As well, according to Const. art. I, ¶ 7 and Pena-Flores the warrantless search of a vehicle is permissible where the stop is unexpected, the police have probable cause to believe that the vehicle contains evidence of a crime, and exigent circumstances exist under which it is impracticable to obtain a warrant. State v. Pena-Flores, 198 N.J. 6, 28-29 (2009). The State has the burden of proving these elements exist. Id. Under recent reiterations and extensions of New Jersey case law, exigent circumstances are to be determined on a case-by-case basis. Id. at 14 (where exigency could not be found based on the safety of the officers or in order to preserve evidence in a vehicle since both defendants were in custody); State v. Dunlap, 185 N.J. 532, 551 (2006). The same is also true in the case of home searches. State v. Witczak, 421 N.J. Super. 180, 197-98 (App. Div. 2011)(where a warrantless search of a home for weapons did not meet exigency requirement after defendant willingly exited is home at the officer’s request).

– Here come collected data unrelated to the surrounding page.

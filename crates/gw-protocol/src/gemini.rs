//! Gemini `generateContent` wire types. The upstream wire uses
//! camelCase field names throughout.

use serde::{Deserialize, Serialize};

#[derive(Debug, Clone, Default, PartialEq, Serialize, Deserialize)]
#[serde(rename_all = "camelCase")]
pub struct InlineData {
    pub mime_type: String,
    pub data: String,
}

#[derive(Debug, Clone, Default, PartialEq, Serialize, Deserialize)]
#[serde(rename_all = "camelCase")]
pub struct FunctionCall {
    pub name: String,
    #[serde(default)]
    pub args: serde_json::Value,
}

#[derive(Debug, Clone, Default, PartialEq, Serialize, Deserialize)]
#[serde(rename_all = "camelCase")]
pub struct FunctionResponse {
    pub name: String,
    pub response: serde_json::Value,
}

/// A Gemini `Part` is a flat object with at most one field populated;
/// the wire does not tag which one, so all fields stay optional.
#[derive(Debug, Clone, Default, PartialEq, Serialize, Deserialize)]
#[serde(rename_all = "camelCase")]
pub struct Part {
    #[serde(default, skip_serializing_if = "Option::is_none")]
    pub text: Option<String>,
    #[serde(default, skip_serializing_if = "Option::is_none")]
    pub inline_data: Option<InlineData>,
    #[serde(default, skip_serializing_if = "Option::is_none")]
    pub function_call: Option<FunctionCall>,
    #[serde(default, skip_serializing_if = "Option::is_none")]
    pub function_response: Option<FunctionResponse>,
    #[serde(default, skip_serializing_if = "Option::is_none")]
    pub thought: Option<bool>,
}

impl Part {
    pub fn text(text: impl Into<String>) -> Self {
        Part {
            text: Some(text.into()),
            ..Default::default()
        }
    }
}

#[derive(Debug, Clone, Default, PartialEq, Serialize, Deserialize)]
#[serde(rename_all = "camelCase")]
pub struct Content {
    #[serde(default, skip_serializing_if = "Option::is_none")]
    pub role: Option<String>,
    pub parts: Vec<Part>,
}

#[derive(Debug, Clone, PartialEq, Serialize, Deserialize)]
#[serde(rename_all = "camelCase")]
pub struct FunctionDeclaration {
    pub name: String,
    #[serde(skip_serializing_if = "Option::is_none")]
    pub description: Option<String>,
    #[serde(skip_serializing_if = "Option::is_none")]
    pub parameters: Option<serde_json::Value>,
}

#[derive(Debug, Clone, PartialEq, Serialize, Deserialize)]
#[serde(rename_all = "camelCase")]
pub struct Tool {
    pub function_declarations: Vec<FunctionDeclaration>,
}

#[derive(Debug, Clone, Default, PartialEq, Serialize, Deserialize)]
#[serde(rename_all = "camelCase")]
pub struct ThinkingConfig {
    #[serde(default, skip_serializing_if = "Option::is_none")]
    pub include_thoughts: Option<bool>,
    #[serde(default, skip_serializing_if = "Option::is_none")]
    pub thinking_budget: Option<i32>,
}

#[derive(Debug, Clone, Default, PartialEq, Serialize, Deserialize)]
#[serde(rename_all = "camelCase")]
pub struct GenerationConfig {
    #[serde(default, skip_serializing_if = "Option::is_none")]
    pub temperature: Option<f64>,
    #[serde(default, skip_serializing_if = "Option::is_none")]
    pub top_p: Option<f64>,
    #[serde(default, skip_serializing_if = "Option::is_none")]
    pub top_k: Option<i32>,
    #[serde(default, skip_serializing_if = "Option::is_none")]
    pub max_output_tokens: Option<u32>,
    #[serde(default, skip_serializing_if = "Option::is_none")]
    pub stop_sequences: Option<Vec<String>>,
    #[serde(default, skip_serializing_if = "Option::is_none")]
    pub thinking_config: Option<ThinkingConfig>,
}

#[derive(Debug, Clone, Default, PartialEq, Serialize, Deserialize)]
#[serde(rename_all = "camelCase")]
pub struct GenerateContentRequest {
    pub contents: Vec<Content>,
    #[serde(default, skip_serializing_if = "Option::is_none")]
    pub system_instruction: Option<Content>,
    #[serde(default, skip_serializing_if = "Option::is_none")]
    pub tools: Option<Vec<Tool>>,
    #[serde(default, skip_serializing_if = "Option::is_none")]
    pub generation_config: Option<GenerationConfig>,
}

#[derive(Debug, Clone, Copy, Default, PartialEq, Eq, Serialize, Deserialize)]
#[serde(rename_all = "camelCase")]
pub struct UsageMetadata {
    #[serde(default)]
    pub prompt_token_count: u64,
    #[serde(default)]
    pub candidates_token_count: u64,
    #[serde(default)]
    pub cached_content_token_count: u64,
    #[serde(default)]
    pub total_token_count: u64,
}

#[derive(Debug, Clone, Default, PartialEq, Serialize, Deserialize)]
#[serde(rename_all = "camelCase")]
pub struct Candidate {
    pub content: Content,
    #[serde(default, skip_serializing_if = "Option::is_none")]
    pub finish_reason: Option<String>,
    #[serde(default)]
    pub index: u32,
}

#[derive(Debug, Clone, Default, PartialEq, Serialize, Deserialize)]
#[serde(rename_all = "camelCase")]
pub struct GenerateContentResponse {
    #[serde(default)]
    pub candidates: Vec<Candidate>,
    #[serde(default, skip_serializing_if = "Option::is_none")]
    pub usage_metadata: Option<UsageMetadata>,
    #[serde(default, skip_serializing_if = "Option::is_none")]
    pub model_version: Option<String>,
}

#[derive(Debug, Clone, PartialEq, Serialize, Deserialize)]
#[serde(rename_all = "camelCase")]
pub struct ErrorStatus {
    pub code: i32,
    pub message: String,
    pub status: String,
}

#[derive(Debug, Clone, PartialEq, Serialize, Deserialize)]
pub struct ErrorResponse {
    pub error: ErrorStatus,
}
//! Upstream provider abstraction. Grounded on the teacher's
//! `provider.rs` (`trait Provider { async fn call(...) }`) rather than
//! the sibling `provider/mod.rs`'s `UpstreamProvider` (one builder
//! method per operation): the `(from,to)` transform registry in
//! `gw-transform` already turns every request into a single translated
//! body, so one generic `call` suffices instead of per-operation
//! builders.

use std::io;
use std::pin::Pin;

use async_trait::async_trait;
use bytes::Bytes;
use futures_core::Stream;
use gw_protocol::Format;
use http::{HeaderMap, StatusCode};
use serde_json::Value;

#[derive(Debug, Clone)]
pub struct ProxyRequest {
    pub format: Format,
    pub model: String,
    pub body: Value,
    pub headers: HeaderMap,
    pub url_path: String,
    pub stream: bool,
}

pub struct StreamBody {
    pub content_type: &'static str,
    pub stream: Pin<Box<dyn Stream<Item = Result<Bytes, io::Error>> + Send>>,
}

impl std::fmt::Debug for StreamBody {
    fn fmt(&self, f: &mut std::fmt::Formatter<'_>) -> std::fmt::Result {
        f.debug_struct("StreamBody")
            .field("content_type", &self.content_type)
            .field("stream", &"<opaque>")
            .finish()
    }
}

impl StreamBody {
    pub fn new<S>(content_type: &'static str, stream: S) -> Self
    where
        S: Stream<Item = Result<Bytes, io::Error>> + Send + 'static,
    {
        StreamBody {
            content_type,
            stream: Box::pin(stream),
        }
    }
}

#[derive(Debug)]
pub enum ProxyResponse {
    Json {
        status: StatusCode,
        headers: HeaderMap,
        body: Bytes,
    },
    Stream {
        status: StatusCode,
        headers: HeaderMap,
        body: StreamBody,
    },
}

#[derive(Debug, Clone)]
pub struct UpstreamPassthroughError {
    pub status: StatusCode,
    pub headers: HeaderMap,
    pub body: Bytes,
    /// `true` for network/timeout/5xx failures that the retry executor
    /// should try the next candidate for; `false` for non-retryable 4xx.
    pub retryable: bool,
    pub upstream_request_id: Option<String>,
}

impl UpstreamPassthroughError {
    pub fn from_status(status: StatusCode, body: impl Into<Bytes>, retryable: bool) -> Self {
        UpstreamPassthroughError {
            status,
            headers: HeaderMap::new(),
            body: body.into(),
            retryable,
            upstream_request_id: None,
        }
    }

    pub fn service_unavailable(message: impl Into<Bytes>) -> Self {
        Self::from_status(StatusCode::SERVICE_UNAVAILABLE, message, true)
    }
}

#[derive(Clone)]
pub struct UpstreamContext {
    pub trace_id: String,
    pub provider_id: Option<i64>,
    pub user_agent: Option<String>,
}

#[async_trait]
pub trait Provider: Send + Sync {
    fn name(&self) -> &str;

    async fn call(
        &self,
        req: ProxyRequest,
        ctx: UpstreamContext,
    ) -> Result<ProxyResponse, UpstreamPassthroughError>;
}
//! Codex responses API ↔ OpenAI chat-completions, Codex → OpenAI
//! direction. Used when a client already speaks the Codex Responses
//! shape and the selected provider speaks OpenAI chat-completions.

use gw_protocol::codex;
use gw_protocol::openai;
use gw_protocol::sse::SseEvent;
use serde_json::Value;

use crate::registry::{StreamState, TransformError};

pub fn transform_request(body: Value) -> Result<Value, TransformError> {
    let request: codex::ResponseRequest = match serde_json::from_value(body) {
        Ok(request) => request,
        Err(error) => {
            tracing::warn!(event = "transform_parse_error", pair = "codex->openai", %error);
            return Ok(serde_json::json!({"model": "", "messages": []}));
        }
    };

    let mut messages = Vec::new();
    if let Some(instructions) = request.instructions {
        messages.push(openai::ChatMessage {
            role: "system".to_string(),
            content: Some(openai::MessageContent::Text(instructions)),
            tool_calls: None,
            tool_call_id: None,
            name: None,
        });
    }

    for item in request.input {
        match item {
            codex::InputItem::Message { role, content } => {
                let parts: Vec<openai::ContentPart> = content
                    .into_iter()
                    .map(|part| match part {
                        codex::InputContentPart::InputText { text } => {
                            openai::ContentPart::Text { text }
                        }
                        codex::InputContentPart::InputImage { image_url } => {
                            openai::ContentPart::ImageUrl {
                                image_url: openai::ImageUrl { url: image_url },
                            }
                        }
                    })
                    .collect();
                let content_value = if parts.len() == 1 {
                    match &parts[0] {
                        openai::ContentPart::Text { text } => {
                            Some(openai::MessageContent::Text(text.clone()))
                        }
                        _ => Some(openai::MessageContent::Parts(parts)),
                    }
                } else {
                    Some(openai::MessageContent::Parts(parts))
                };
                messages.push(openai::ChatMessage {
                    role,
                    content: content_value,
                    tool_calls: None,
                    tool_call_id: None,
                    name: None,
                });
            }
            codex::InputItem::FunctionCall { call_id, name, arguments } => {
                messages.push(openai::ChatMessage {
                    role: "assistant".to_string(),
                    content: None,
                    tool_calls: Some(vec![openai::ToolCall {
                        id: call_id,
                        kind: "function".to_string(),
                        function: openai::FunctionCall { name, arguments },
                    }]),
                    tool_call_id: None,
                    name: None,
                });
            }
            codex::InputItem::FunctionCallOutput { call_id, output } => {
                messages.push(openai::ChatMessage {
                    role: "tool".to_string(),
                    content: Some(openai::MessageContent::Text(output)),
                    tool_calls: None,
                    tool_call_id: Some(call_id),
                    name: None,
                });
            }
            codex::InputItem::Reasoning { .. } => {}
        }
    }

    let tools = request.tools.map(|tools| {
        tools
            .into_iter()
            .map(|codex::ToolDefinition::Function(function)| openai::ToolDefinition {
                kind: "function".to_string(),
                function: openai::FunctionDef {
                    name: function.name,
                    description: function.description,
                    parameters: function.parameters,
                },
            })
            .collect()
    });

    let out = openai::ChatCompletionRequest {
        model: request.model,
        messages,
        max_tokens: request.max_output_tokens,
        max_completion_tokens: None,
        temperature: request.temperature,
        top_p: request.top_p,
        stream: request.stream,
        tools,
        tool_choice: None,
        reasoning_effort: request.reasoning.and_then(|r| r.effort),
    };

    Ok(serde_json::to_value(out)?)
}

/// Provider (OpenAI) response → client (Codex) response.
pub fn transform_response(body: Value) -> Result<Value, TransformError> {
    let response: openai::ChatCompletionResponse = match serde_json::from_value(body) {
        Ok(response) => response,
        Err(error) => {
            tracing::warn!(event = "transform_parse_error", pair = "codex<-openai_response", %error);
            return Ok(Value::Null);
        }
    };

    let mut output = Vec::new();
    if let Some(choice) = response.choices.into_iter().next() {
        if let Some(openai::MessageContent::Text(text)) = choice.message.content {
            if !text.is_empty() {
                output.push(codex::OutputItem::Message {
                    id: format!("msg_{}", response.id),
                    role: "assistant".to_string(),
                    content: vec![codex::OutputContentPart::OutputText { text }],
                });
            }
        }
        if let Some(tool_calls) = choice.message.tool_calls {
            for call in tool_calls {
                output.push(codex::OutputItem::FunctionCall {
                    id: format!("fc_{}", call.id),
                    call_id: call.id,
                    name: call.function.name,
                    arguments: call.function.arguments,
                });
            }
        }
    }

    let usage = response.usage.unwrap_or_default();
    let out = codex::ResponseObject {
        id: response.id,
        model: response.model,
        status: "completed".to_string(),
        output,
        usage: Some(codex::ResponseUsage {
            input_tokens: usage.prompt_tokens,
            output_tokens: usage.completion_tokens,
            total_tokens: usage.total_tokens,
            input_tokens_details: usage.prompt_tokens_details.map(|details| {
                codex::InputTokensDetails {
                    cached_tokens: details.cached_tokens,
                }
            }),
            output_tokens_details: usage.completion_tokens_details.map(|details| {
                codex::OutputTokensDetails {
                    reasoning_tokens: details.reasoning_tokens,
                }
            }),
        }),
    };

    Ok(serde_json::to_value(out)?)
}

/// Provider (OpenAI) SSE chunk → client (Codex) event sequence. OpenAI
/// has no item framing, so the first content delta opens a synthetic
/// message item at `output_index` 0 and each tool call claims the next
/// free index; `finish_reason` closes every open item before
/// `response.completed`.
pub fn transform_stream_chunk(event: SseEvent, state: &mut StreamState) -> Vec<SseEvent> {
    if event.data.trim() == "[DONE]" {
        return Vec::new();
    }

    let Ok(chunk) = serde_json::from_str::<openai::ChatCompletionChunk>(&event.data) else {
        tracing::warn!(event = "transform_stream_parse_error", pair = "codex<-openai_stream");
        return Vec::new();
    };

    let mut out = Vec::new();

    if !state.message_started {
        state.message_id = Some(chunk.id.clone());
        state.model = Some(chunk.model.clone());
        state.message_started = true;
        out.push(event_for(codex::StreamEvent::ResponseCreated {
            response: codex::ResponseObject {
                id: chunk.id.clone(),
                model: chunk.model.clone(),
                status: "in_progress".to_string(),
                output: vec![],
                usage: None,
            },
        }));
    }

    let Some(choice) = chunk.choices.into_iter().next() else {
        return out;
    };

    if let Some(text) = choice.delta.content {
        if !state.text_block_open {
            state.text_block_open = true;
            out.push(event_for(codex::StreamEvent::OutputItemAdded {
                output_index: 0,
                item: codex::OutputItem::Message { id: message_item_id(state), role: "assistant".to_string(), content: vec![] },
            }));
        }
        out.push(event_for(codex::StreamEvent::OutputTextDelta {
            output_index: 0,
            item_id: message_item_id(state),
            delta: text,
        }));
    }

    for call in choice.delta.tool_calls.into_iter().flatten() {
        let key = format!("tool:{}", call.index);
        let output_index = match state.tool_call_blocks.iter().find(|(existing, _)| *existing == key) {
            Some((_, index)) => *index,
            None => {
                let index = next_tool_output_index(state);
                state.tool_call_blocks.push((key, index));
                let name = call.function.as_ref().and_then(|function| function.name.clone()).unwrap_or_default();
                out.push(event_for(codex::StreamEvent::OutputItemAdded {
                    output_index: index,
                    item: codex::OutputItem::FunctionCall {
                        id: tool_item_id(state, index),
                        call_id: call.id.clone().unwrap_or_default(),
                        name,
                        arguments: String::new(),
                    },
                }));
                index
            }
        };
        if let Some(arguments) = call.function.and_then(|function| function.arguments) {
            out.push(event_for(codex::StreamEvent::FunctionCallArgumentsDelta {
                output_index,
                item_id: tool_item_id(state, output_index),
                delta: arguments,
            }));
        }
    }

    if let Some(finish_reason) = choice.finish_reason {
        if state.text_block_open {
            out.push(event_for(codex::StreamEvent::OutputItemDone {
                output_index: 0,
                item: codex::OutputItem::Message { id: message_item_id(state), role: "assistant".to_string(), content: vec![] },
            }));
        }
        for (_, index) in state.tool_call_blocks.drain(..) {
            out.push(event_for(codex::StreamEvent::OutputItemDone {
                output_index: index,
                item: codex::OutputItem::FunctionCall {
                    id: tool_item_id(state, index),
                    call_id: String::new(),
                    name: String::new(),
                    arguments: String::new(),
                },
            }));
        }
        let usage = chunk.usage.unwrap_or_default();
        out.push(event_for(codex::StreamEvent::ResponseCompleted {
            response: codex::ResponseObject {
                id: state.message_id.clone().unwrap_or_default(),
                model: state.model.clone().unwrap_or_default(),
                status: map_openai_finish_status(&finish_reason),
                output: vec![],
                usage: Some(codex::ResponseUsage {
                    input_tokens: usage.prompt_tokens,
                    output_tokens: usage.completion_tokens,
                    total_tokens: usage.total_tokens,
                    input_tokens_details: usage
                        .prompt_tokens_details
                        .map(|details| codex::InputTokensDetails { cached_tokens: details.cached_tokens }),
                    output_tokens_details: usage
                        .completion_tokens_details
                        .map(|details| codex::OutputTokensDetails { reasoning_tokens: details.reasoning_tokens }),
                }),
            },
        }));
        state.text_block_open = false;
    }

    out
}

fn event_for(ev: codex::StreamEvent) -> SseEvent {
    let name = match &ev {
        codex::StreamEvent::ResponseCreated { .. } => "response.created",
        codex::StreamEvent::OutputItemAdded { .. } => "response.output_item.added",
        codex::StreamEvent::OutputTextDelta { .. } => "response.output_text.delta",
        codex::StreamEvent::FunctionCallArgumentsDelta { .. } => "response.function_call_arguments.delta",
        codex::StreamEvent::OutputItemDone { .. } => "response.output_item.done",
        codex::StreamEvent::ResponseCompleted { .. } => "response.completed",
    };
    SseEvent { event: Some(name.to_string()), data: serde_json::to_string(&ev).unwrap_or_default() }
}

fn message_item_id(state: &StreamState) -> String {
    format!("msg_{}", state.message_id.clone().unwrap_or_default())
}

fn tool_item_id(state: &StreamState, index: u32) -> String {
    format!("fc_{}_{}", state.message_id.clone().unwrap_or_default(), index)
}

fn next_tool_output_index(state: &mut StreamState) -> u32 {
    if state.block_index == 0 {
        state.block_index = 1;
    }
    let index = state.block_index;
    state.block_index += 1;
    index
}

fn map_openai_finish_status(reason: &str) -> String {
    match reason {
        "length" => "incomplete".to_string(),
        _ => "completed".to_string(),
    }
}

#[cfg(test)]
mod stream_tests {
    use super::*;

    fn chunk(content: Option<&str>, finish_reason: Option<&str>) -> String {
        serde_json::to_string(&openai::ChatCompletionChunk {
            id: "chatcmpl-1".to_string(),
            model: "gpt-x".to_string(),
            choices: vec![openai::ChunkChoice {
                index: 0,
                delta: openai::ChatMessageDelta { content: content.map(|text| text.to_string()), ..Default::default() },
                finish_reason: finish_reason.map(|reason| reason.to_string()),
            }],
            usage: None,
        })
        .unwrap()
    }

    #[test]
    fn first_chunk_opens_response_and_message_item() {
        let mut state = StreamState::default();
        let out = transform_stream_chunk(SseEvent { event: None, data: chunk(Some("hi"), None) }, &mut state);
        let events: Vec<_> = out.iter().map(|event| event.event.as_deref().unwrap()).collect();
        assert_eq!(events, vec!["response.created", "response.output_item.added", "response.output_text.delta"]);
    }

    #[test]
    fn finish_reason_closes_item_and_completes() {
        let mut state = StreamState::default();
        transform_stream_chunk(SseEvent { event: None, data: chunk(Some("hi"), None) }, &mut state);
        let out = transform_stream_chunk(SseEvent { event: None, data: chunk(None, Some("stop")) }, &mut state);
        let events: Vec<_> = out.iter().map(|event| event.event.as_deref().unwrap()).collect();
        assert_eq!(events, vec!["response.output_item.done", "response.completed"]);
        assert!(out[1].data.contains("\"status\":\"completed\""));
    }

    #[test]
    fn done_sentinel_yields_nothing() {
        let mut state = StreamState::default();
        let out = transform_stream_chunk(SseEvent { event: None, data: "[DONE]".to_string() }, &mut state);
        assert!(out.is_empty());
    }
}
use rust_decimal::Decimal;
use sea_orm::entity::prelude::*;
use time::OffsetDateTime;

#[sea_orm::model]
#[derive(Clone, Debug, PartialEq, DeriveEntityModel)]
#[sea_orm(table_name = "model_prices")]
pub struct Model {
    #[sea_orm(primary_key)]
    pub id: i64,
    #[sea_orm(unique_key = "model_price_version")]
    pub model_name: String,
    #[sea_orm(unique_key = "model_price_version")]
    pub recorded_at: OffsetDateTime,
    pub mode: String,
    pub input_usd_per_token: Decimal,
    pub output_usd_per_token: Decimal,
    pub cache_creation_5m_usd_per_token: Decimal,
    pub cache_creation_1h_usd_per_token: Decimal,
    pub cache_read_usd_per_token: Decimal,
    /// Hash of the imported payload; import is idempotent on
    /// `(model_name, payload_hash)` so an unchanged re-import adds no row.
    pub payload_hash: String,
}

impl ActiveModelBehavior for ActiveModel {}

Due to the advent of telephonic warrants there are few situations where it is truly impracticable to obtain a warrant. State v. Shannon, 419 N.J. Super. 235, 243 (App. Div. 2011)(where the denial of a motion to suppress evidence was reversed because no exigency existed when defendant motorist was cooperative with police, stop did not occur late at night, and was in a residential area). Exigency will only apply in extreme scenarios as the word by definition refers to something urgent. State v. Minitee, 210 N.J. 307, 322 (2012)(where it was held that police did face exigent circumstances when searching a vehicle that had been used in an armed robbery where at least two perpetrators were on the run, possibly armed, and a hasty search would not be sufficient to find clues to their identity and location necessary to protect the public). Significantly, and again almost identical to the Rule of Procedure reached by the McNeely Court when they addressed the question of exigency and warrantless consent, New Jersey’s case-by-case evaluation requires the trial court to conduct a fact intensive inquiry into the totality of the circumstances to determine whether a sufficient emergency existed such that a warrant could not reasonably be acquired prior to a search or seizure. State v. Pena-Flores, 198 N.J. at 28; State v. Dunlap, 185 N.J. at 551; State v. Cooke, 163 N.J. 657, 675 (2000). Thus, the holding of McNeely aligns directly to the extant state law of New Jersey regarding exigent circumstances.
Clearly, there are few situations in which the exigency of circumstances are great enough to legally permit the officers to bypass a judge-issued warrant. This bypass will be especially difficult to justify in motor vehicle stops that occur during daylight or early evening hours, in which there is only one occupant and they are detained, in which all occupants are detained, where the defendant is cooperative, where there is more than one officer present on the scene, or any other situation where there is neither a risk to the officer nor potential evidence itself. On the other hand, if there is a reasonable belief that the vehicle is part of an ongoing crime, if there is evidence within the vehicle that is potentially dangerous to the public and it cannot be secured, or if there is a danger to officer safety, the exigency requirement may be met. It must be remembered that evidence that is in plain view or smell will likely not be protected by the exigency requirement but this requirement does protect a defendant from a further warrantless search.